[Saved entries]
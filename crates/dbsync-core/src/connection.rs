use std::fmt;
use std::path::Path;
use std::str::FromStr;
use std::time::Duration;

use serde::{Deserialize, Serialize};

use crate::error::{Result, SyncError};
use crate::settings::{Environment, Settings};

pub const DEFAULT_LOCAL_PATH: &str = "db.sqlite3";
pub const DEFAULT_SERVER_HOST: &str = "localhost";
pub const DEFAULT_SERVER_PORT: u16 = 5432;
pub const DEFAULT_SERVER_USER: &str = "postgres";
pub const DEFAULT_SERVER_NAME: &str = "postgres";
pub const DEFAULT_SERVER_SCHEMA: &str = "public";

/// Storage engine family of an endpoint.
#[derive(Debug, Clone, Copy, PartialEq, Eq, Serialize, Deserialize)]
#[serde(rename_all = "snake_case")]
pub enum EngineKind {
    /// A single database file (SQLite).
    File,
    /// A database server (PostgreSQL).
    Server,
}

impl EngineKind {
    /// Parse the engine names accepted in `DB_ENGINE`.
    pub fn parse(value: &str) -> Result<Self> {
        match value.trim().to_ascii_lowercase().as_str() {
            "sqlite" | "sqlite3" | "django.db.backends.sqlite3" => Ok(EngineKind::File),
            "postgres"
            | "postgresql"
            | "django.db.backends.postgresql"
            | "django.db.backends.postgresql_psycopg2" => Ok(EngineKind::Server),
            other => Err(SyncError::Configuration(format!(
                "unsupported engine: {other}"
            ))),
        }
    }

    /// Engine identifier used in manifests and logs.
    pub fn as_str(&self) -> &'static str {
        match self {
            EngineKind::File => "sqlite",
            EngineKind::Server => "postgres",
        }
    }
}
use std::collections::{BTreeMap, BTreeSet};

use serde::{Deserialize, Serialize};

use crate::schema::DatabaseSchema;

/// Summary of FK graph structure.
#[derive(Debug, Clone, Serialize, Deserialize)]
pub struct FkGraphSummary {
    pub nodes: usize,
    pub edges: usize,
}

/// Report for FK dependency ordering.
#[derive(Debug, Clone, Serialize, Deserialize)]
pub struct FkGraphReport {
    pub summary: FkGraphSummary,
    pub topo_order: Option<Vec<String>>,
    pub cycle: Option<Vec<String>>,
}

/// Insert order for every table of a schema.
///
/// `order` always covers all tables. Tables on a cycle are placed together in
/// name order after the tables they reference, and `cycle` lists them;
/// tables that merely depend on a cycle still follow their parents.
#[derive(Debug, Clone, PartialEq, Eq)]
pub struct DependencyOrder {
    pub order: Vec<String>,
    pub cycle: Option<Vec<String>>,
}

/// Build a deterministic FK dependency report for a schema.
pub fn build_fk_graph_report(schema: &DatabaseSchema) -> FkGraphReport {
    let graph = build_adjacency(schema);
    let nodes = graph.len();
    let edges = graph.values().map(|targets| targets.len()).sum();
    let summary = FkGraphSummary { nodes, edges };

    match toposort(&graph) {
        Ok(order) => FkGraphReport {
            summary,
            topo_order: Some(order),
            cycle: None,
        },
        Err((_, cycle)) => FkGraphReport {
            summary,
            topo_order: None,
            cycle: Some(cycle),
        },
    }
}

/// Parents-first order of the schema's tables, ties broken by name.
pub fn dependency_order(schema: &DatabaseSchema) -> DependencyOrder {
    let graph = build_adjacency(schema);
    match toposort(&graph) {
        Ok(order) => DependencyOrder { order, cycle: None },
        Err((order, cycle)) => DependencyOrder {
            order,
            cycle: Some(cycle),
        },
    }
}

/// Edges run from a referenced table to the tables that reference it.
///
/// Self references and references to tables outside the schema do not
/// constrain the order and are skipped.
fn build_adjacency(schema: &DatabaseSchema) -> BTreeMap<String, BTreeSet<String>> {
    let mut graph: BTreeMap<String, BTreeSet<String>> = BTreeMap::new();
    let known: BTreeSet<&str> = schema.tables.iter().map(|table| table.name.as_str()).collect();

    for table in &schema.tables {
        graph.entry(table.name.clone()).or_default();

        for fk in &table.foreign_keys {
            if fk.is_self_reference(&table.name) || !known.contains(fk.referenced_table.as_str()) {
                continue;
            }
            graph
                .entry(fk.referenced_table.clone())
                .or_default()
                .insert(table.name.clone());
        }
    }

    graph
}

/// Parents-first order over the graph's strongly connected components.
///
/// Members of a cycle are emitted together, in name order, once every table
/// they reference outside the cycle is placed; tables depending on a cycle
/// follow it. Returns `Err((order, cyclic))` when any cycle exists, with
/// `order` still covering every node.
fn toposort(
    graph: &BTreeMap<String, BTreeSet<String>>,
) -> Result<Vec<String>, (Vec<String>, Vec<String>)> {
    let components = strongly_connected(graph);

    let mut owner: BTreeMap<&str, usize> = BTreeMap::new();
    for (id, component) in components.iter().enumerate() {
        for member in component {
            owner.insert(member.as_str(), id);
        }
    }

    let mut edges: Vec<BTreeSet<usize>> = vec![BTreeSet::new(); components.len()];
    let mut indegree = vec![0usize; components.len()];
    for (node, targets) in graph {
        let Some(&from) = owner.get(node.as_str()) else {
            continue;
        };
        for target in targets {
            let Some(&to) = owner.get(target.as_str()) else {
                continue;
            };
            if from != to && edges[from].insert(to) {
                indegree[to] += 1;
            }
        }
    }

    // Components are keyed by their first member name so ties break by name.
    let mut ready: BTreeSet<(&str, usize)> = components
        .iter()
        .enumerate()
        .filter(|(id, _)| indegree[*id] == 0)
        .map(|(id, component)| (component[0].as_str(), id))
        .collect();

    let mut order = Vec::with_capacity(graph.len());
    while let Some((_, id)) = ready.pop_first() {
        order.extend(components[id].iter().cloned());
        for &to in &edges[id] {
            indegree[to] -= 1;
            if indegree[to] == 0 {
                ready.insert((components[to][0].as_str(), to));
            }
        }
    }

    let cyclic: BTreeSet<String> = components
        .iter()
        .filter(|component| component.len() > 1)
        .flatten()
        .cloned()
        .collect();
    if cyclic.is_empty() {
        Ok(order)
    } else {
        Err((order, cyclic.into_iter().collect()))
    }
}

/// Tarjan's algorithm; each component is sorted by name.
fn strongly_connected(graph: &BTreeMap<String, BTreeSet<String>>) -> Vec<Vec<String>> {
    struct Tarjan<'g> {
        graph: &'g BTreeMap<String, BTreeSet<String>>,
        index: BTreeMap<&'g str, usize>,
        lowlink: BTreeMap<&'g str, usize>,
        stack: Vec<&'g str>,
        on_stack: BTreeSet<&'g str>,
        components: Vec<Vec<String>>,
    }

    impl<'g> Tarjan<'g> {
        fn visit(&mut self, node: &'g str) {
            let graph = self.graph;
            let position = self.index.len();
            self.index.insert(node, position);
            self.lowlink.insert(node, position);
            self.stack.push(node);
            self.on_stack.insert(node);

            let mut low = position;
            for target in graph.get(node).into_iter().flatten() {
                let target = target.as_str();
                match self.index.get(target).copied() {
                    None => {
                        self.visit(target);
                        if let Some(&target_low) = self.lowlink.get(target) {
                            low = low.min(target_low);
                        }
                    }
                    Some(target_index) if self.on_stack.contains(target) => {
                        low = low.min(target_index);
                    }
                    Some(_) => {}
                }
            }
            self.lowlink.insert(node, low);

            if low == position {
                let mut component = Vec::new();
                while let Some(member) = self.stack.pop() {
                    self.on_stack.remove(member);
                    component.push(member.to_string());
                    if member == node {
                        break;
                    }
                }
                component.sort();
                self.components.push(component);
            }
        }
    }

    let mut tarjan = Tarjan {
        graph,
        index: BTreeMap::new(),
        lowlink: BTreeMap::new(),
        stack: Vec::new(),
        on_stack: BTreeSet::new(),
        components: Vec::new(),
    };
    for node in graph.keys() {
        if !tarjan.index.contains_key(node.as_str()) {
            tarjan.visit(node.as_str());
        }
    }
    tarjan.components
}

#[cfg(test)]
mod tests {
    use super::*;
    use crate::constraints::{ForeignKey, PrimaryKey};
    use crate::schema::{Column, DatabaseSchema, Table};
    use crate::types::ColumnKind;

    fn column(name: &str) -> Column {
        Column {
            ordinal_position: 1,
            name: name.to_string(),
            kind: ColumnKind::Integer,
            native_type: "integer".to_string(),
            is_nullable: false,
            is_auto_increment: name == "id",
            is_identity_always: false,
            is_generated: false,
        }
    }

    fn fk(column: &str, referenced: &str) -> ForeignKey {
        ForeignKey {
            name: Some(format!("fk_{column}_{referenced}")),
            columns: vec![column.to_string()],
            referenced_table: referenced.to_string(),
            referenced_columns: vec!["id".to_string()],
        }
    }

    fn table(name: &str, fks: Vec<ForeignKey>) -> Table {
        let mut columns = vec![column("id")];
        columns.extend(fks.iter().map(|fk| column(&fk.columns[0])));
        Table {
            name: name.to_string(),
            columns,
            primary_key: Some(PrimaryKey {
                name: None,
                columns: vec!["id".to_string()],
            }),
            foreign_keys: fks,
        }
    }

    fn schema(tables: Vec<Table>) -> DatabaseSchema {
        DatabaseSchema {
            engine: "postgres".to_string(),
            namespace: Some("public".to_string()),
            tables,
        }
    }

    #[test]
    fn toposort_orders_dependencies() {
        let schema = schema(vec![
            table("flashcards", vec![fk("user_id", "users")]),
            table("users", Vec::new()),
        ]);

        let report = build_fk_graph_report(&schema);
        let order = report.topo_order.expect("expected toposort");
        let users_idx = order.iter().position(|item| item == "users").unwrap();
        let cards_idx = order.iter().position(|item| item == "flashcards").unwrap();
        assert!(users_idx < cards_idx);
        assert_eq!(report.summary.edges, 1);
    }

    #[test]
    fn self_references_do_not_block_ordering() {
        let schema = schema(vec![table("categories", vec![fk("parent_id", "categories")])]);

        let order = dependency_order(&schema);
        assert_eq!(order.order, vec!["categories".to_string()]);
        assert!(order.cycle.is_none());
    }

    #[test]
    fn cycles_are_reported_as_one_block() {
        let schema = schema(vec![
            table("a", vec![fk("b_id", "b")]),
            table("b", vec![fk("a_id", "a")]),
            table("c", Vec::new()),
        ]);

        let report = build_fk_graph_report(&schema);
        assert!(report.topo_order.is_none());
        assert_eq!(report.cycle, Some(vec!["a".to_string(), "b".to_string()]));

        let order = dependency_order(&schema);
        assert_eq!(order.order, vec!["a", "b", "c"]);
        assert_eq!(order.cycle, Some(vec!["a".to_string(), "b".to_string()]));
    }

    #[test]
    fn dependents_of_a_cycle_follow_it() {
        let schema = schema(vec![
            table("a", vec![fk("b_id", "b")]),
            table("b", vec![fk("a_id", "a")]),
            table("aa_child", vec![fk("b_id", "b")]),
            table("root", Vec::new()),
            table("x", vec![fk("root_id", "root")]),
            table("y", vec![fk("x_id", "x")]),
            table("z_leaf", vec![fk("y_id", "y"), fk("root_id", "root")]),
        ]);

        let order = dependency_order(&schema);
        assert_eq!(order.cycle, Some(vec!["a".to_string(), "b".to_string()]));
        let position = |name: &str| order.order.iter().position(|item| item == name);
        assert!(position("b") < position("aa_child"));
        assert!(position("a") < position("aa_child"));
        assert!(position("root") < position("x"));
        assert!(position("y") < position("z_leaf"));
        assert_eq!(order.order.len(), 7);
    }

    #[test]
    fn separate_cycles_are_both_reported() {
        let schema = schema(vec![
            table("a", vec![fk("b_id", "b")]),
            table("b", vec![fk("a_id", "a")]),
            table("p", vec![fk("q_id", "q"), fk("a_id", "a")]),
            table("q", vec![fk("p_id", "p")]),
        ]);

        let order = dependency_order(&schema);
        assert_eq!(order.order, vec!["a", "b", "p", "q"]);
        assert_eq!(
            order.cycle,
            Some(vec!["a".into(), "b".into(), "p".into(), "q".into()])
        );
    }

    #[test]
    fn references_outside_schema_are_ignored() {
        let schema = schema(vec![table("permissions", vec![fk("content_type_id", "content_types")])]);

        let order = dependency_order(&schema);
        assert_eq!(order.order, vec!["permissions".to_string()]);
    }

    #[test]
    fn ties_break_by_name() {
        let schema = schema(vec![
            table("zeta", Vec::new()),
            table("alpha", Vec::new()),
            table("mid", vec![fk("alpha_id", "alpha")]),
        ]);

        let order = dependency_order(&schema);
        assert_eq!(order.order, vec!["alpha", "mid", "zeta"]);
    }
}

Task to complete — Repeat, word for word, the lines from the start of the records to the line that contains "pub fn as_str(&self)", both of them included, and no others.

Exercise response —
filename crates/dbsync-core/src/connection.rs
use std::fmt;
use std::path::Path;
use std::str::FromStr;
use std::time::Duration;

use serde::{Deserialize, Serialize};

use crate::error::{Result, SyncError};
use crate::settings::{Environment, Settings};

pub const DEFAULT_LOCAL_PATH: &str = "db.sqlite3";
pub const DEFAULT_SERVER_HOST: &str = "localhost";
pub const DEFAULT_SERVER_PORT: u16 = 5432;
pub const DEFAULT_SERVER_USER: &str = "postgres";
pub const DEFAULT_SERVER_NAME: &str = "postgres";
pub const DEFAULT_SERVER_SCHEMA: &str = "public";

/// Storage engine family of an endpoint.
#[derive(Debug, Clone, Copy, PartialEq, Eq, Serialize, Deserialize)]
#[serde(rename_all = "snake_case")]
pub enum EngineKind {
    /// A single database file (SQLite).
    File,
    /// A database server (PostgreSQL).
    Server,
}

impl EngineKind {
    /// Parse the engine names accepted in `DB_ENGINE`.
    pub fn parse(value: &str) -> Result<Self> {
        match value.trim().to_ascii_lowercase().as_str() {
            "sqlite" | "sqlite3" | "django.db.backends.sqlite3" => Ok(EngineKind::File),
            "postgres"
            | "postgresql"
            | "django.db.backends.postgresql"
            | "django.db.backends.postgresql_psycopg2" => Ok(EngineKind::Server),
            other => Err(SyncError::Configuration(format!(
                "unsupported engine: {other}"
            ))),
        }
    }

    /// Engine identifier used in manifests and logs.
    pub fn as_str(&self) -> &'static str {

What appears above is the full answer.